[Stored items]
>>>

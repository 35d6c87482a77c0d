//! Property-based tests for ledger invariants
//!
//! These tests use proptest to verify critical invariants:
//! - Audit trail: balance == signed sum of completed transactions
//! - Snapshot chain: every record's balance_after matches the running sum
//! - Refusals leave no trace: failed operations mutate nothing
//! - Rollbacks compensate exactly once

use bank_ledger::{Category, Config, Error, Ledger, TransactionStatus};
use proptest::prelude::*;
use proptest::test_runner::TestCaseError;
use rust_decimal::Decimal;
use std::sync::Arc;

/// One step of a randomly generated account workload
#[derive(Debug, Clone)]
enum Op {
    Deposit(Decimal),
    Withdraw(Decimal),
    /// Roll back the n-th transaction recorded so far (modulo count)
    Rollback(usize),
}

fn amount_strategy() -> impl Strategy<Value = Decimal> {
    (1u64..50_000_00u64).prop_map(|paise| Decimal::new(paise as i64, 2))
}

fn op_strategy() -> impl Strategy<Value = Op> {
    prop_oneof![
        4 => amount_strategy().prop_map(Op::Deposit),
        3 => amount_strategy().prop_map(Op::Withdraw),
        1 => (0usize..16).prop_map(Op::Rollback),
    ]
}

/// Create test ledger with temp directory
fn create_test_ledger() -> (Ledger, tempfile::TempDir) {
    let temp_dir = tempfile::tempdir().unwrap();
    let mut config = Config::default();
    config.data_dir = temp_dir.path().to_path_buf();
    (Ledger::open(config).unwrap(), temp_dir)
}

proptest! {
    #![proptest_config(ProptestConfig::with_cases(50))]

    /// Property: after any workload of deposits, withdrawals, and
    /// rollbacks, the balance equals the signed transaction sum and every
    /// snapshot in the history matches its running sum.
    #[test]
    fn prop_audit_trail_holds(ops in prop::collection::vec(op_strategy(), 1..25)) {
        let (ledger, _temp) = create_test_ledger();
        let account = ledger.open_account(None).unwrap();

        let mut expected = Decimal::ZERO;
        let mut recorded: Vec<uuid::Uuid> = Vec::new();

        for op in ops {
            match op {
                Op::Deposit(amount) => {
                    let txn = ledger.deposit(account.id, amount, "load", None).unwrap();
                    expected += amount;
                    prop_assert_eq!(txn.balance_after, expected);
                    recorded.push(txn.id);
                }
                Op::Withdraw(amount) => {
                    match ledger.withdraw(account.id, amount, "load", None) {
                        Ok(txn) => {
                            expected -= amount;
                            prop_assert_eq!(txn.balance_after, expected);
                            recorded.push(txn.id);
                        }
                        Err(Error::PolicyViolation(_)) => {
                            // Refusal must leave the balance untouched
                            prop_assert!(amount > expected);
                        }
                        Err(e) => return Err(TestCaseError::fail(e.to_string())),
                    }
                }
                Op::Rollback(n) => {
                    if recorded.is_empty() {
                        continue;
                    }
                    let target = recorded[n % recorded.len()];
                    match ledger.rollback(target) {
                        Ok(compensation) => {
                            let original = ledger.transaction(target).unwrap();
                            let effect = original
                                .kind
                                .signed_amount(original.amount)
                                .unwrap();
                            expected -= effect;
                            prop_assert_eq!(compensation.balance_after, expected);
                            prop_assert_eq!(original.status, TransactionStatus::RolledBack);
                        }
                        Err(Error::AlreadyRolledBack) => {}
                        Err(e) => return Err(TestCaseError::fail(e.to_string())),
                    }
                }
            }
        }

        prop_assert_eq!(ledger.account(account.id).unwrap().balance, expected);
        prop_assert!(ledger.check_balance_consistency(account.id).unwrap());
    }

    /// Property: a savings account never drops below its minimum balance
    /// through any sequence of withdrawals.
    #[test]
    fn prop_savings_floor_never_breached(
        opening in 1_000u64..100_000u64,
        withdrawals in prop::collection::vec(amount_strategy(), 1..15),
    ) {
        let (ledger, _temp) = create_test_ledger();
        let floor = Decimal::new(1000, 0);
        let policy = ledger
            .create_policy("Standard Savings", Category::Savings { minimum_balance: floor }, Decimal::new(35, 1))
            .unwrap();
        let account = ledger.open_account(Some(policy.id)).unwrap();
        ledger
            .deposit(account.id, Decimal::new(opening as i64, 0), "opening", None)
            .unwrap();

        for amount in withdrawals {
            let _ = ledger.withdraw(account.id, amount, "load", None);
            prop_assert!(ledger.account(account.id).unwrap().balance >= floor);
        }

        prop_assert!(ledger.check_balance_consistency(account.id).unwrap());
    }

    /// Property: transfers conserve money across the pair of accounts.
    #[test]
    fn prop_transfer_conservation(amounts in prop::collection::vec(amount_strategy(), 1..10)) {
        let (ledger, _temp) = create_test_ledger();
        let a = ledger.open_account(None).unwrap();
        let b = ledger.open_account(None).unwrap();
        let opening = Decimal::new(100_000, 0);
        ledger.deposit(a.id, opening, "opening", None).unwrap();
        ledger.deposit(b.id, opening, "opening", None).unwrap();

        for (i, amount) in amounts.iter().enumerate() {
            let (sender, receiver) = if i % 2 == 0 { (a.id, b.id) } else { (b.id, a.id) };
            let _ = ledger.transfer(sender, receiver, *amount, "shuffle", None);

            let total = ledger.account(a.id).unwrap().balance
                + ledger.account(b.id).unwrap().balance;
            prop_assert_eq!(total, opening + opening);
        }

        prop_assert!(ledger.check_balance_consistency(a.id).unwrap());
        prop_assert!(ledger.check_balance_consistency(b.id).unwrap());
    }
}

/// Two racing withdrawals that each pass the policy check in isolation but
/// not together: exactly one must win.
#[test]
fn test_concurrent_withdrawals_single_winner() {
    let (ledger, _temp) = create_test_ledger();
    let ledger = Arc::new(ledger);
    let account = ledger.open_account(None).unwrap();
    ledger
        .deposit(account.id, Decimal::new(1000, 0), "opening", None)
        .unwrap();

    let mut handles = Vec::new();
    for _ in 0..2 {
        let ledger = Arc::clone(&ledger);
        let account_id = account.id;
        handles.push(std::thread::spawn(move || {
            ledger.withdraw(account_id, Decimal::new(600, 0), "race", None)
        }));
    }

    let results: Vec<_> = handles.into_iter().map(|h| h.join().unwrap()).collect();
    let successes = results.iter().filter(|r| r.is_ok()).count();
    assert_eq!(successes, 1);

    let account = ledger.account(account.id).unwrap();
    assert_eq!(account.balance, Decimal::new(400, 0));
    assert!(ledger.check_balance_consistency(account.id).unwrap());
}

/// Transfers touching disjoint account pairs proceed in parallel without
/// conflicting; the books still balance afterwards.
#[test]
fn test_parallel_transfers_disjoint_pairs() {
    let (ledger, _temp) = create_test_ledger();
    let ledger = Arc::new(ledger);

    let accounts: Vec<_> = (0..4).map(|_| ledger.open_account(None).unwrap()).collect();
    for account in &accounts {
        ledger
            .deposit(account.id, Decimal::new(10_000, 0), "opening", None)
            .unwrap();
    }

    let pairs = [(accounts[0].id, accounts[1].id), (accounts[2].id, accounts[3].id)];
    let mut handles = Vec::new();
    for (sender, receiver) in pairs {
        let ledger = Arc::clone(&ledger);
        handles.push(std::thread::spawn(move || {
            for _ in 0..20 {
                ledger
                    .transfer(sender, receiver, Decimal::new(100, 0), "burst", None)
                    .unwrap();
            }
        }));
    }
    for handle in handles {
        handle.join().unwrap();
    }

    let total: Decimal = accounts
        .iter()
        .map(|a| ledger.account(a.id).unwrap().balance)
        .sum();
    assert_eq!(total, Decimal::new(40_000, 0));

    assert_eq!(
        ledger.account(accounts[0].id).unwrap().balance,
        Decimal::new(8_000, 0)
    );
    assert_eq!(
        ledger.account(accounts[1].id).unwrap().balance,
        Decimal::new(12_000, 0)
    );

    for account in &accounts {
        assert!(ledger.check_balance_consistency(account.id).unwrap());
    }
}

<<<
>>>

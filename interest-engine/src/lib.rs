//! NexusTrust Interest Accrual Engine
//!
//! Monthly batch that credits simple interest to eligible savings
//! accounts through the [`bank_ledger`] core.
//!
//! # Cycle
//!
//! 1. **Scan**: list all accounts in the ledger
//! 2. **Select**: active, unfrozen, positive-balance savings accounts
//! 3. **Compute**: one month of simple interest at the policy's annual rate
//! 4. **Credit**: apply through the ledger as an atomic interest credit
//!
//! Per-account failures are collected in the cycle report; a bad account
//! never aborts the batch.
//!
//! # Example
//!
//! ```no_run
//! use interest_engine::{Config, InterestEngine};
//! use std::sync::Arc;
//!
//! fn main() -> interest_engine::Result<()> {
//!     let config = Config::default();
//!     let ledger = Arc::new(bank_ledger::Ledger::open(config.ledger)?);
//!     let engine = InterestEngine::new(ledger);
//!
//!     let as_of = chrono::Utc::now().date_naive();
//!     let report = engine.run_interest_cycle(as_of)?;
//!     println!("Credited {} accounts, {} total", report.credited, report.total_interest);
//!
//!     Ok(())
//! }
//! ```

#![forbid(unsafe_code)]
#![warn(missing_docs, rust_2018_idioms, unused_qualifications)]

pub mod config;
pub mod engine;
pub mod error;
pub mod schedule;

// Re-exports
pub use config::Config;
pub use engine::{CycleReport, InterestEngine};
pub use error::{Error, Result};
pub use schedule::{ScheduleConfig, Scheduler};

<<<

| About this task |
Identify the lines in the entries above that contain "target", then copy them out.

| Task response |
                    let target = recorded[n % recorded.len()];
                    match ledger.rollback(target) {
                            let original = ledger.transaction(target).unwrap();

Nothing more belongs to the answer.